El vigilante: un drama psicológico sin fondo

El vigilante: un drama psicológico sin fondo

Desde hace dos semanas, la serie The Watcher ocupa el primer lugar del top 10 de series de Netflix, pero ¿qué vale realmente? Crítico.

Este mes, Netflix dio a conocer El vigilanteuna nueva miniserie de Ryan Murphy e Ian Brennan (creadores de Glee y American Horror Story) que, tras Dahmer, continúa suministrando series a la plataforma. Incomprensiblemente, en sus primeras dos semanas, The Watcher totalizó 273,2 millones de horas de visualización y encabezó las listas en más de 90 países en su primera semana, ocupando el lugar de Dahmer, que se estrena en septiembre.

La serie está basada en una historia real que apareció en New Times en 2018, una historia que sucedió en la ciudad de Westfield, Nueva Jersey, EE. UU. En 2014, una familia compró una hermosa casa en 657 Boulevard (la misma dirección que se usa en la pantalla) y comenzó a recibir cartas espeluznantes de alguien que se hacía llamar «El Vigilante».

El llamado Vigilante afirmó estar a cargo de vigilar la casa y dar la bienvenida a su «sangre fresca», una tarea que aparentemente precedió a The Observer durante generaciones. La serie inserta mucha ficción en la verdadera pesadilla que vive la familia Broaddus en la realidad, pero la casa en sí es real. Estas cartas eran tan intrusivas que la familia terminó por no mudarse nunca a la casa y demandó a los dueños anteriores por no contarles sobre las cartas.

Del sueño a la pesadilla

En la serie, seguimos a la familia Braddock mientras buscan mudarse de Nueva York a una casa suburbana. Dean (Bobby Cannavale) y Nora (Naomi Watts) ven la enorme casa, en un lago, en 657 Boulevard en Westfield e inmediatamente les encanta. La imaginan como la casa de sus sueños para vivir con sus hijos Carter (Luke David Blumm) y Ellie (Isabel Gravitt).

Nora descubre que la agente inmobiliaria, Karen Calhoun (Jennifer Coolidge), es una vieja amiga con la que fue a la misma escuela de arte. Dean también se encuentra con los vecinos Pearl Winslow (Mia Farrow) y su hermano discapacitado Jasper (Terry Kinney) (cuya estética recuerda mucho a la famosa pintura «American Gothic»), ambos fascinados por el montacargas de la casa, pero se establecerá cierta animosidad. en. Y otro par de vecinos, Mitch (Richard Kind) y Mo (Margot Martindale) también van a causar problemas a la familia Braddock.

Apenas se mudaron, la familia comenzará a recibir cartas anónimas de cierto «Vigilante». Los Braddock llevan la carta a la policía, donde el inspector Rourke Chamberland (Christopher McDonald) les dice que no hay mucho que puedan hacer. Por lo tanto, recurren a un detective privado que intentará ayudarlos a resolver este misterio. La casa de sus sueños se convertirá en una pesadilla.

falta de alivio

Sobre el papel, la historia es interesante, sobre todo porque está basada en hechos reales, pero muy rápido nos aburrimos viendo la serie que claramente debería haber sido una película de dos horas en lugar de una miniserie extendida que ofrece personajes sin relieve. La pareja en el centro de la historia es vanidosa y terca y es difícil sentir lástima por ellos. ¿Por qué incluso comprar una casa de $ 3,3 millones cuando no puede pagarla? Y sobre todo, cuando hicimos Casa del asesinato de American Horror Story¿por qué intentar repetir una historia similar, pero menos bien?

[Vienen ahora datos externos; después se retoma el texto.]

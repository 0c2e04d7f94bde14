use serde::{Deserialize, Serialize};
use std::path::PathBuf;

/// Defaults applied when the config file is absent or a field is unset.
const DEFAULT_DEBOUNCE_MS: u64 = 400;
const DEFAULT_REMINDER_DAYS: u32 = 7;

#[derive(Debug, Clone, Default, Serialize, Deserialize)]
pub struct AppConfig {
    /// Override for the directory holding the database and fallback files.
    #[serde(default)]
    pub data_dir: Option<PathBuf>,

    /// Autosave quiescence window in milliseconds.
    #[serde(default)]
    pub autosave_debounce_ms: Option<u64>,

    /// Days without an export before the backup reminder fires.
    #[serde(default)]
    pub backup_reminder_days: Option<u32>,
}

impl AppConfig {
    pub fn config_path() -> Option<PathBuf> {
        #[cfg(target_os = "macos")]
        {
            dirs::home_dir().map(|home| home.join(".config/slate/config.toml"))
        }
        #[cfg(target_os = "linux")]
        {
            dirs::config_dir().map(|config| config.join("slate/config.toml"))
        }
        #[cfg(target_os = "windows")]
        {
            dirs::config_dir().map(|config| config.join("slate\\config.toml"))
        }
        #[cfg(not(any(target_os = "macos", target_os = "linux", target_os = "windows")))]
        {
            None
        }
    }

    pub fn load() -> Self {
        if let Some(config_path) = Self::config_path() {
            if config_path.exists() {
                if let Ok(content) = std::fs::read_to_string(&config_path) {
                    if let Ok(config) = toml::from_str(&content) {
                        return config;
                    }
                }
            }
        }
        Self::default()
    }

    pub fn effective_data_dir(&self) -> Option<PathBuf> {
        self.data_dir
            .clone()
            .or_else(|| dirs::data_dir().map(|dir| dir.join("slate")))
    }

    pub fn effective_debounce_ms(&self) -> u64 {
        self.autosave_debounce_ms.unwrap_or(DEFAULT_DEBOUNCE_MS)
    }

    pub fn effective_reminder_days(&self) -> u32 {
        self.backup_reminder_days.unwrap_or(DEFAULT_REMINDER_DAYS)
    }
}
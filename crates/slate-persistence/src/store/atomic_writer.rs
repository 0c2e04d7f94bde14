use slate_core::SlateResult;
use std::path::Path;
use tokio::fs;

/// Write-to-temp-then-rename file writer.
///
/// A crash mid-write leaves the previous file contents intact; readers
/// never observe a partially written file.
pub struct AtomicWriter;

impl AtomicWriter {
    /// Atomically replace `path` with `data`, creating parent
    /// directories as needed. The temp file lives in the same directory
    /// so the rename stays on one filesystem.
    pub async fn write_atomic(path: &Path, data: &[u8]) -> SlateResult<()> {
        let parent = path.parent().unwrap_or_else(|| Path::new("."));
        fs::create_dir_all(parent).await?;

        let temp_file = tempfile::NamedTempFile::new_in(parent)?;
        let temp_path = temp_file.path().to_path_buf();
        fs::write(&temp_path, data).await?;
        fs::rename(&temp_path, path).await?;

        tracing::debug!("wrote {} bytes to {}", data.len(), path.display());
        Ok(())
    }

    pub async fn read_all(path: &Path) -> SlateResult<Vec<u8>> {
        let data = fs::read(path).await?;
        tracing::debug!("read {} bytes from {}", data.len(), path.display());
        Ok(data)
    }
}
use crate::error::SlateError;

pub type SlateResult<T> = Result<T, SlateError>;
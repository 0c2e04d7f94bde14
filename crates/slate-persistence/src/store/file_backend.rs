use serde_json::Value;
use slate_domain::{from_canonical, BoardState, CanonicalState};
use std::path::{Path, PathBuf};

use crate::store::atomic_writer::AtomicWriter;

/// Current and legacy names for the full-state blob. The legacy name is
/// still accepted on read so boards written by old versions migrate on
/// their next save.
const KEY_BOARD: &str = "board-state-v2.json";
const KEY_BOARD_LEGACY: &str = "board-state.json";

pub(crate) const KEY_LAST_EXPORT: &str = "last-export";
pub(crate) const KEY_LAST_RESTORE: &str = "last-restore";
pub(crate) const KEY_SNOOZE_UNTIL: &str = "snooze-until";
pub(crate) const KEY_WEEKLY_REMINDER: &str = "weekly-reminder";

/// The degraded persistence tier: a flat key-per-file directory.
///
/// Holds the canonical JSON blob under one key and metadata scalars as
/// plain strings under the rest. No transactions; each key is written
/// atomically on its own.
#[derive(Debug, Clone)]
pub struct FileBackend {
    dir: PathBuf,
}

impl FileBackend {
    pub fn new(dir: impl AsRef<Path>) -> Self {
        Self {
            dir: dir.as_ref().to_path_buf(),
        }
    }

    pub fn dir(&self) -> &Path {
        &self.dir
    }

    fn key_path(&self, key: &str) -> PathBuf {
        self.dir.join(key)
    }

    pub async fn read_key(&self, key: &str) -> Option<String> {
        let bytes = AtomicWriter::read_all(&self.key_path(key)).await.ok()?;
        String::from_utf8(bytes).ok()
    }

    pub async fn write_key(&self, key: &str, value: &str) -> bool {
        match AtomicWriter::write_atomic(&self.key_path(key), value.as_bytes()).await {
            Ok(()) => true,
            Err(e) => {
                tracing::warn!(key, error = %e, "fallback store write failed");
                false
            }
        }
    }

    pub async fn remove_key(&self, key: &str) {
        if let Err(e) = tokio::fs::remove_file(self.key_path(key)).await {
            if e.kind() != std::io::ErrorKind::NotFound {
                tracing::warn!(key, error = %e, "fallback store remove failed");
            }
        }
    }

    pub async fn save_board(&self, canonical: &CanonicalState) -> bool {
        let json = match serde_json::to_string(canonical) {
            Ok(json) => json,
            Err(e) => {
                tracing::warn!(error = %e, "canonical state failed to serialize");
                return false;
            }
        };
        self.write_key(KEY_BOARD, &json).await
    }

    /// Read the current blob, falling back to the legacy key name.
    pub async fn load_board(&self) -> Option<BoardState> {
        let stored = match self.read_key(KEY_BOARD).await {
            Some(stored) => stored,
            None => self.read_key(KEY_BOARD_LEGACY).await?,
        };
        let value: Value = serde_json::from_str(&stored).ok()?;
        from_canonical(&value)
    }
}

A pesar de lo estelar que es el elenco, no pueden salvar esta serie que finalmente suena hueca. Honestamente, esta historia hubiera sido una buena película, un thriller psicológico único que podría haber sido un concentrado de suspenso intenso con personajes secundarios más interesantes. Pero dado que esta es una serie limitada de 7 episodios y Murphy y Brennan no pueden evitarlo, la historia está plagada de personajes tontos y vecinos amenazantes porque esos 7 episodios deben completarse.

Hay buenos elementos en El vigilante, la serie provoca ansiedad y a veces sentimos el lado claustrofóbico deseado, pero la serie nunca logra enganchar realmente al espectador. Al final del visionado tenemos una sensación de pérdida de tiempo que nunca podremos recuperar. A Murphy y Brennan les fue mucho mejor en otros lugares, y esta historia podría haber sido más atractiva en manos de otros creativos.